Clustering is a data mining technique that makes meaningful or useful cluster of objects that have similar characteristic using automatic technique. Different from classification, clustering technique also defines the classes and put objects in them, while in classification objects are assigned into predefined classes. To make the concept clearer, we can take library as an example. In a library, books have a wide range of topics available. The challenge is how to keep those books in a way that readers can take several books in a specific topic without hassle. By using clustering technique, we can keep books that have some kind of similarities in one cluster or one shelf and label it with a meaningful name. If readers want to grab books in a topic, he or she would only go to that shelf instead of looking the whole in the whole library.

    4) Prediction

The prediction as it name implied is one of a data mining techniques that discovers relationship between independent variables and relationship between dependent and independent variables. For instance, prediction analysis technique can be used in sale to predict profit for the future if we consider sale is an independent variable, profit could be a dependent variable. Then based on the historical sale and profit data, we can draw a fitted regression curve that is used for profit prediction.

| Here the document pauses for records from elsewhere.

//! Command Execution (§4.7, C8): `execute_command` as a built-in
//! [`Tool`], streaming stdout/stderr while still producing a captured
//! result, with cooperative cancellation and the critical shutdown-
//! ordering rule: kill the process, wait for it to exit, THEN join the
//! reader tasks — never the other way around, or the readers deadlock
//! blocked on a pipe read that only unblocks when the OS closes the write
//! end on process exit.

use std::collections::HashMap;
use std::process::Stdio;
use std::sync::atomic::{AtomicU64, Ordering};
use std::sync::Mutex;
use std::time::{Duration, Instant};

use async_trait::async_trait;
use serde_json::Value;
use tokio::io::AsyncReadExt;
use tokio::process::Command as TokioCommand;
use tokio::sync::mpsc;

use crate::channels::Scope;
use crate::error::{Error, Result};
use crate::event::{AgentEvent, OutputStream};
use crate::tools::{Tool, ToolContext};
use crate::types::ArgNode;

/// Byte bound for a single `CommandOutput` flush (§4.7: "≤1 KiB").
const FLUSH_BYTES: usize = 1024;
/// Time bound for a single `CommandOutput` flush (§4.7: "≤100 ms").
const FLUSH_INTERVAL: Duration = Duration::from_millis(100);

/// Registry of running commands' per-execution cancellation scopes, so the
/// dedicated cancel-intake worker (§4.7) can cancel a specific `exec_id`
/// without touching the turn-wide scope.
#[derive(Clone, Default)]
pub struct CommandRegistry {
    active: std::sync::Arc<Mutex<HashMap<String, Scope>>>,
}

impl CommandRegistry {
    pub fn new() -> Self {
        Self::default()
    }

    fn register(&self, exec_id: String, scope: Scope) {
        self.active
            .lock()
            .expect("command registry lock poisoned")
            .insert(exec_id, scope);
    }

    fn unregister(&self, exec_id: &str) {
        self.active
            .lock()
            .expect("command registry lock poisoned")
            .remove(exec_id);
    }

    /// Cancel a specific running command. Returns `false` if no command
    /// with that id is currently tracked (already finished, or unknown).
    pub fn cancel(&self, exec_id: &str) -> bool {
        match self
            .active
            .lock()
            .expect("command registry lock poisoned")
            .get(exec_id)
        {
            Some(scope) => {
                scope.cancel();
                true
            }
            None => false,
        }
    }
}

enum WaitOutcome {
    Completed(std::io::Result<std::process::ExitStatus>),
    Interrupted,
}

/// The built-in `execute_command` tool.
pub struct ExecuteCommandTool {
    registry: CommandRegistry,
    command_timeout: Duration,
    next_id: AtomicU64,
    schema: Value,
}

impl ExecuteCommandTool {
    pub fn new(registry: CommandRegistry, command_timeout: Duration) -> Self {
        Self {
            registry,
            command_timeout,
            next_id: AtomicU64::new(0),
            schema: serde_json::json!({
                "type": "object",
                "properties": {
                    "command": {"type": "string"},
                    "working_dir": {"type": "string"}
                },
                "required": ["command"]
            }),
        }
    }

    pub fn registry(&self) -> &CommandRegistry {
        &self.registry
    }
}

#[async_trait]
impl Tool for ExecuteCommandTool {
    fn name(&self) -> &str {
        "execute_command"
    }

    fn description(&self) -> &str {
        "Runs a shell command inside the workspace, streaming its output."
    }

    fn schema(&self) -> &Value {
        &self.schema
    }

    async fn execute(&self, ctx: &ToolContext, args: &ArgNode) -> Result<String> {
        let command = args
            .field("command")
            .map(|n| n.as_display_string())
            .filter(|s| !s.is_empty())
            .ok_or_else(|| Error::invalid_input("execute_command requires a 'command' argument"))?;
        let working_dir = args
            .field("working_dir")
            .map(|n| n.as_display_string())
            .unwrap_or_else(|| ".".to_string());
        let resolved_dir = ctx.workspace.resolve(&working_dir)?;

        let exec_id = format!("cmd-{}", self.next_id.fetch_add(1, Ordering::SeqCst));
        let _ = ctx
            .events
            .send(AgentEvent::CommandExecutionStart {
                exec_id: exec_id.clone(),
                command: command.clone(),
            })
            .await;

        let exec_scope = Scope::new();
        self.registry.register(exec_id.clone(), exec_scope.clone());

        let spawn_result = TokioCommand::new("sh")
            .arg("-c")
            .arg(&command)
            .current_dir(&resolved_dir)
            .stdout(Stdio::piped())
            .stderr(Stdio::piped())
            .spawn();

        let mut child = match spawn_result {
            Ok(child) => child,
            Err(err) => {
                self.registry.unregister(&exec_id);
                let _ = ctx
                    .events
                    .send(AgentEvent::CommandExecutionFailed {
                        exec_id: exec_id.clone(),
                        error: err.to_string(),
                    })
                    .await;
                return Err(Error::tool(format!("failed to launch command: {err}")));
            }
        };

        let stdout = child.stdout.take().expect("stdout piped");
        let stderr = child.stderr.take().expect("stderr piped");

        let stdout_task = tokio::spawn(capture_stream(
            stdout,
            OutputStream::Stdout,
            exec_id.clone(),
            ctx.events.clone(),
        ));
        let stderr_task = tokio::spawn(capture_stream(
            stderr,
            OutputStream::Stderr,
            exec_id.clone(),
            ctx.events.clone(),
        ));

        let start = Instant::now();
        let outcome = {
            let cancelled_by_scope = exec_scope.cancelled();
            let cancelled_by_turn = ctx.scope.cancelled();
            let timeout = tokio::time::sleep(self.command_timeout);
            tokio::pin!(cancelled_by_scope, cancelled_by_turn, timeout);

            tokio::select! {
                status = child.wait() => WaitOutcome::Completed(status),
                _ = &mut cancelled_by_scope => WaitOutcome::Interrupted,
                _ = &mut cancelled_by_turn => WaitOutcome::Interrupted,
                _ = &mut timeout => WaitOutcome::Interrupted,
            }
        };

        self.registry.unregister(&exec_id);

        match outcome {
            WaitOutcome::Completed(status) => {
                // Process already exited, pipes already closed from the
                // write side: safe to join the readers now.
                let stdout_text = stdout_task.await.unwrap_or_default();
                let stderr_text = stderr_task.await.unwrap_or_default();
                let duration = start.elapsed();
                let exit_code = status.ok().and_then(|s| s.code()).unwrap_or(-1);
                let _ = ctx
                    .events
                    .send(AgentEvent::CommandExecutionComplete {
                        exec_id: exec_id.clone(),
                        exit_code,
                        duration,
                    })
                    .await;
                let combined = format!("{stdout_text}{stderr_text}");
                if exit_code == 0 {
                    Ok(combined)
                } else {
                    Err(Error::tool(format!(
                        "command exited with status {exit_code}: {combined}"
                    )))
                }
            }
            WaitOutcome::Interrupted => {
                // Critical ordering: kill, THEN wait for exit, THEN join
                // readers. Reversing this deadlocks (see module docs).
                let _ = child.start_kill();
                let _ = child.wait().await;
                let _ = stdout_task.await.unwrap_or_default();
                let _ = stderr_task.await.unwrap_or_default();
                let _ = ctx
                    .events
                    .send(AgentEvent::CommandExecutionCancelled {
                        exec_id: exec_id.clone(),
                    })
                    .await;
                Err(Error::CommandTerminated(
                    exec_id.clone(),
                    "canceled by user".to_string(),
                ))
            }
        }
    }
}

async fn capture_stream<R>(
    mut reader: R,
    stream: OutputStream,
    exec_id: String,
    events: mpsc::Sender<AgentEvent>,
) -> String
where
    R: tokio::io::AsyncRead + Unpin,
{
    let mut buf: Vec<u8> = Vec::with_capacity(FLUSH_BYTES);
    let mut captured = String::new();
    let mut tick = tokio::time::interval(FLUSH_INTERVAL);
    tick.set_missed_tick_behavior(tokio::time::MissedTickBehavior::Delay);
    let mut chunk = [0u8; 512];

    loop {
        tokio::select! {
            read = reader.read(&mut chunk) => {
                match read {
                    Ok(0) => break,
                    Ok(n) => {
                        buf.extend_from_slice(&chunk[..n]);
                        if buf.len() >= FLUSH_BYTES {
                            flush(&mut buf, &mut captured, stream, &exec_id, &events).await;
                        }
                    }
                    Err(_) => break,
                }
            }
            _ = tick.tick() => {
                if !buf.is_empty() {
                    flush(&mut buf, &mut captured, stream, &exec_id, &events).await;
                }
            }
        }
    }

    if !buf.is_empty() {
        flush(&mut buf, &mut captured, stream, &exec_id, &events).await;
    }
    captured
}

async fn flush(
    buf: &mut Vec<u8>,
    captured: &mut String,
    stream: OutputStream,
    exec_id: &str,
    events: &mpsc::Sender<AgentEvent>,
) {
    let text = String::from_utf8_lossy(buf).into_owned();
    buf.clear();
    captured.push_str(&text);
    let _ = events
        .send(AgentEvent::CommandOutput {
            exec_id: exec_id.to_string(),
            stream,
            text,
        })
        .await;
}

     5) Sequential Patterns

Sequential patterns analysis in one of data mining technique that seeks to discover similar patterns in data transaction over a business period. The uncover patterns are used for further business analysis to recognize relationships among data.

Data Mining and Application of Data Mining

Data Mining (DM) :=

  • Data mining, also known as "knowledge discovery," refers to computer-assisted tools and techniques for sifting through and analyzing these vast data stores in order to find trends, patterns, and correlations that can guide decision making and increase understanding. Data mining covers a wide variety of uses, from analyzing customer purchases to discovering galaxies. In essence, data mining is the equivalent of finding gold nuggets in a mountain of data. The monumental task of finding hidden gold depends heavily upon the power of computers. 

 Data Mining Applications :=

Data mining includes a variety of interesting applications. A few examples are listed below:
  • By recording the activity of shoppers in an online store, such as Amazon.com, over time, retailers can use knowledge of these patterns to improve the placement of items in the layout of a mail-order catalog page or Web page.
  • Telephone companies mine customer billing data to identify customers who spend considerably more than average on their monthly phone bill. The company can then target these customers to sell additional services.
  • Marketers can effectively target the wants and needs of specific consumer groups by analyzing data about customer preferences and buying patterns.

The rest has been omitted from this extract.